▶ _BRIEF_
What you give back should match the entries below character for character.

▶ _TASK DATA_
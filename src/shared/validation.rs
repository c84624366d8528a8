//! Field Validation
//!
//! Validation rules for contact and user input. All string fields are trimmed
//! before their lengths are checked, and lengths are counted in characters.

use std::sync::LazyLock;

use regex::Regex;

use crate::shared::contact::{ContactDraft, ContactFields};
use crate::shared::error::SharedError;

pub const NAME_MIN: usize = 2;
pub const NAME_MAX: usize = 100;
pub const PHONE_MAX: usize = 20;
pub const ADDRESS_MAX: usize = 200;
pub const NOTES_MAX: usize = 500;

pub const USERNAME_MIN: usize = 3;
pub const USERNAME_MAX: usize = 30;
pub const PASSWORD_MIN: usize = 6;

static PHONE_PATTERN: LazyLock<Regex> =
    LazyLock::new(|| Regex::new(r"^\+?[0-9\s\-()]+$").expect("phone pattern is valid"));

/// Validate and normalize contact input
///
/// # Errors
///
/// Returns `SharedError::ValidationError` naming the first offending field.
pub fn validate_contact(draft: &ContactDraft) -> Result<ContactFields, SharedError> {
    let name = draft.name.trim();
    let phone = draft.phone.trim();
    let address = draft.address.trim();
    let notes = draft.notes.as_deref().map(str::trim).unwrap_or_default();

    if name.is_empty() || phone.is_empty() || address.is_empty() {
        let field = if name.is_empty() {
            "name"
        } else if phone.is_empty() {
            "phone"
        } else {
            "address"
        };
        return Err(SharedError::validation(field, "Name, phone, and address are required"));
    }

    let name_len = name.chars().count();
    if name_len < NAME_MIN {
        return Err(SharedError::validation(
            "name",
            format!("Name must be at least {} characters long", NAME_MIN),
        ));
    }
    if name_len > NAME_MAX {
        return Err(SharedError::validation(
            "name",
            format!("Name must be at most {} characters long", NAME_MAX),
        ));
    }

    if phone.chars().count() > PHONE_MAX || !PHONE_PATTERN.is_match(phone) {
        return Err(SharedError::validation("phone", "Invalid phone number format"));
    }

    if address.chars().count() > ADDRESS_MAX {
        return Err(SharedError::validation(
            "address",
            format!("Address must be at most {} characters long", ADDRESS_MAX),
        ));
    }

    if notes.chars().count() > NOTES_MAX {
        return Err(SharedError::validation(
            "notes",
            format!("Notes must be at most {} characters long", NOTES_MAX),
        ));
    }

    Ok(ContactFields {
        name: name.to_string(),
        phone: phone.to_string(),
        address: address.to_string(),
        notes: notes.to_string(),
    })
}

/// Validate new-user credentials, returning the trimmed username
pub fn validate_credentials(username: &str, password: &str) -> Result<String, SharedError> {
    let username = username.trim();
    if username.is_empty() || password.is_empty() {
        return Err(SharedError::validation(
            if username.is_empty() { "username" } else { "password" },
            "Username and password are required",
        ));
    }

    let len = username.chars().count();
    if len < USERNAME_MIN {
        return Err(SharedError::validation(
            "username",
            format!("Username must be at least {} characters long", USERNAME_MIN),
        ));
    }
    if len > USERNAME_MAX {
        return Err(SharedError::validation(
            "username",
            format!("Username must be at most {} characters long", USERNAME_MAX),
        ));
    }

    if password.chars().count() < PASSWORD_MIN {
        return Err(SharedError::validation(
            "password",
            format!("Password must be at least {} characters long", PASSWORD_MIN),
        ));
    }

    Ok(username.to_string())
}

▶ _SOLUTION_
filename src/shared/validation.rs
repository c84624366d8528a8
//! Field Validation
//!
//! Validation rules for contact and user input. All string fields are trimmed
//! before their lengths are checked, and lengths are counted in characters.

use std::sync::LazyLock;

use regex::Regex;

use crate::shared::contact::{ContactDraft, ContactFields};
use crate::shared::error::SharedError;

pub const NAME_MIN: usize = 2;
pub const NAME_MAX: usize = 100;
pub const PHONE_MAX: usize = 20;
pub const ADDRESS_MAX: usize = 200;
pub const NOTES_MAX: usize = 500;

pub const USERNAME_MIN: usize = 3;
pub const USERNAME_MAX: usize = 30;
pub const PASSWORD_MIN: usize = 6;

static PHONE_PATTERN: LazyLock<Regex> =
    LazyLock::new(|| Regex::new(r"^\+?[0-9\s\-()]+$").expect("phone pattern is valid"));

/// Validate and normalize contact input
///
/// # Errors
///
/// Returns `SharedError::ValidationError` naming the first offending field.
pub fn validate_contact(draft: &ContactDraft) -> Result<ContactFields, SharedError> {
    let name = draft.name.trim();
    let phone = draft.phone.trim();
    let address = draft.address.trim();
    let notes = draft.notes.as_deref().map(str::trim).unwrap_or_default();

    if name.is_empty() || phone.is_empty() || address.is_empty() {
        let field = if name.is_empty() {
            "name"
        } else if phone.is_empty() {
            "phone"
        } else {
            "address"
        };
        return Err(SharedError::validation(field, "Name, phone, and address are required"));
    }

    let name_len = name.chars().count();
    if name_len < NAME_MIN {
        return Err(SharedError::validation(
            "name",
            format!("Name must be at least {} characters long", NAME_MIN),
        ));
    }
    if name_len > NAME_MAX {
        return Err(SharedError::validation(
            "name",
            format!("Name must be at most {} characters long", NAME_MAX),
        ));
    }

    if phone.chars().count() > PHONE_MAX || !PHONE_PATTERN.is_match(phone) {
        return Err(SharedError::validation("phone", "Invalid phone number format"));
    }

    if address.chars().count() > ADDRESS_MAX {
        return Err(SharedError::validation(
            "address",
            format!("Address must be at most {} characters long", ADDRESS_MAX),
        ));
    }

    if notes.chars().count() > NOTES_MAX {
        return Err(SharedError::validation(
            "notes",
            format!("Notes must be at most {} characters long", NOTES_MAX),
        ));
    }

    Ok(ContactFields {
        name: name.to_string(),
        phone: phone.to_string(),
        address: address.to_string(),
        notes: notes.to_string(),
    })
}

/// Validate new-user credentials, returning the trimmed username
pub fn validate_credentials(username: &str, password: &str) -> Result<String, SharedError> {
    let username = username.trim();
    if username.is_empty() || password.is_empty() {
        return Err(SharedError::validation(
            if username.is_empty() { "username" } else { "password" },
            "Username and password are required",
        ));
    }

    let len = username.chars().count();
    if len < USERNAME_MIN {
        return Err(SharedError::validation(
            "username",
            format!("Username must be at least {} characters long", USERNAME_MIN),
        ));
    }
    if len > USERNAME_MAX {
        return Err(SharedError::validation(
            "username",
            format!("Username must be at most {} characters long", USERNAME_MAX),
        ));
    }

    if password.chars().count() < PASSWORD_MIN {
        return Err(SharedError::validation(
            "password",
            format!("Password must be at least {} characters long", PASSWORD_MIN),
        ));
    }

    Ok(username.to_string())
}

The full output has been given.